Location
- 7475 Sherbrooke St. West Montreal, Quebec, H4B 1S3 Canada 45°27′15″N 73°38′32″W﻿ / ﻿45.454295°N 73.642262°W

Information
- School type: Independent
- Motto: Bringing Students Together from Around the World
- Established: 1944
- Administrator: Juraj Pojtek
- Headmaster: Mark Diaczun
- Grades: 5–11
- Enrollment: 150
- Language: English
- Area: Notre Dame de Grace
- Website: www.prepinternational.com

= College Prep International =

College Prep International is an English-language elementary and secondary-level private school in Montreal, Quebec, Canada.

The school was established in 1944 by Abraham Brodsky and Phillip Finkel as Prep School of Montreal and in 1993 changed its name to College Prep International.

College Prep International offers education from elementary 5 through secondary 5.

==History==
In 1944, Abraham Brodsky organized classes for Graduates of Sir George Williams University where he was a teacher. By 1947 Phillip Finkel joined his fellow Graduate A. Brodsky and started their own tutorial school at 4240 Girouard Ave. and the name Prep School of Montreal was established. From 1947 they taught elementary and high school subjects to students from grade 1 through grade 11. During evenings Prep School offered adult education.

College Prep was known for helping students through small classes and good discipline, to achieve their high school diplomas. In 1977 Ursulene T. Mora joined Prep School and started changing its profile to high academics.

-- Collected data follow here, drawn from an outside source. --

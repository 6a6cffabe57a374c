//! Reverse-order compensation shared by the saga coordinator and the engine's
//! failed-execution rollback.

use crate::error::OrchestrationResult;
use crate::models::CompensationErrorRecord;
use std::future::Future;
use tracing::{debug, warn};

/// Compensate `completed` (in forward order) newest first.
///
/// Every entry is attempted; failures are collected in the order they occur
/// and never stop the rollback.
pub async fn compensate_in_reverse<T, F, Fut>(
    completed: Vec<(String, T)>,
    mut compensate: F,
) -> Vec<CompensationErrorRecord>
where
    F: FnMut(String, T) -> Fut,
    Fut: Future<Output = OrchestrationResult<()>>,
{
    let mut failures = Vec::new();

    for (step_id, item) in completed.into_iter().rev() {
        match compensate(step_id.clone(), item).await {
            Ok(()) => debug!(step_id = %step_id, "Compensation completed"),
            Err(error) => {
                warn!(step_id = %step_id, error = %error, "Compensation failed, continuing rollback");
                failures.push(CompensationErrorRecord {
                    step_id,
                    error: error.to_string(),
                });
            }
        }
    }

    failures
}

#[cfg(test)]
mod tests {
    use super::*;
    use crate::error::OrchestrationError;
    use parking_lot::Mutex;

    #[tokio::test]
    async fn test_runs_newest_first_and_collects_every_failure() {
        let order = Mutex::new(Vec::new());
        let completed = vec![
            ("a".to_string(), 1),
            ("b".to_string(), 2),
            ("c".to_string(), 3),
        ];

        let failures = compensate_in_reverse(completed, |step_id, n| {
            order.lock().push(step_id.clone());
            async move {
                if n % 2 == 1 {
                    Err(OrchestrationError::Internal(format!("undo {step_id} failed")))
                } else {
                    Ok(())
                }
            }
        })
        .await;

        assert_eq!(*order.lock(), vec!["c", "b", "a"]);
        let failed: Vec<_> = failures.iter().map(|f| f.step_id.as_str()).collect();
        assert_eq!(failed, vec!["c", "a"]);
        assert!(failures[0].error.contains("undo c failed"));
    }
}
//! Point-in-time counters for circuit breakers, per key and across a
//! [`crate::resilience::CircuitBreakerManager`].

use crate::resilience::CircuitState;
use chrono::{DateTime, Utc};
use serde::{Deserialize, Serialize};
use std::collections::HashMap;
use std::time::Duration;

/// Snapshot of one breaker
#[derive(Debug, Clone, Default, Serialize, Deserialize)]
pub struct CircuitBreakerMetrics {
    /// Calls that reached the guarded operation
    pub total_calls: u64,
    pub success_count: u64,
    pub failure_count: u64,
    /// Calls rejected without invoking the operation
    pub rejected_count: u64,
    pub consecutive_failures: u64,
    /// Probes admitted while half-open
    pub half_open_calls: u64,
    pub total_duration: Duration,
    pub average_duration: Duration,
    pub failure_rate: f64,
    pub current_state: CircuitState,
}

impl CircuitBreakerMetrics {
    pub fn new() -> Self {
        Self::default()
    }
}

/// Snapshot of every breaker a manager owns, keyed by dependency
#[derive(Debug, Clone, Serialize, Deserialize)]
pub struct SystemCircuitBreakerMetrics {
    pub circuit_breakers: HashMap<String, CircuitBreakerMetrics>,
    pub collected_at: DateTime<Utc>,
}

impl SystemCircuitBreakerMetrics {
    pub fn new(collected_at: DateTime<Utc>) -> Self {
        Self {
            circuit_breakers: HashMap::new(),
            collected_at,
        }
    }

    pub fn add_circuit_breaker(&mut self, key: String, metrics: CircuitBreakerMetrics) {
        self.circuit_breakers.insert(key, metrics);
    }

    pub fn count_by_state(&self) -> HashMap<CircuitState, usize> {
        let mut counts = HashMap::new();
        for metrics in self.circuit_breakers.values() {
            *counts.entry(metrics.current_state).or_insert(0) += 1;
        }
        counts
    }

    /// Keys whose breaker is currently rejecting or probing
    pub fn tripped_keys(&self) -> Vec<&str> {
        let mut keys: Vec<&str> = self
            .circuit_breakers
            .iter()
            .filter(|(_, metrics)| metrics.current_state != CircuitState::Closed)
            .map(|(key, _)| key.as_str())
            .collect();
        keys.sort_unstable();
        keys
    }
}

The name College Prep International was registered in 1993 and the school moved to its present home at 7475 Sherbrooke West.

Ashton Livingston joined Prep School in 1950. Steve Lawrence was an academic advisor from 1960. Bhagwan Sadaranganey was an academic advisor from 1970. Donna Vaicekauskas was an academic advisor from 1990. Cheryl Selby was a teacher from 1974 to 1978.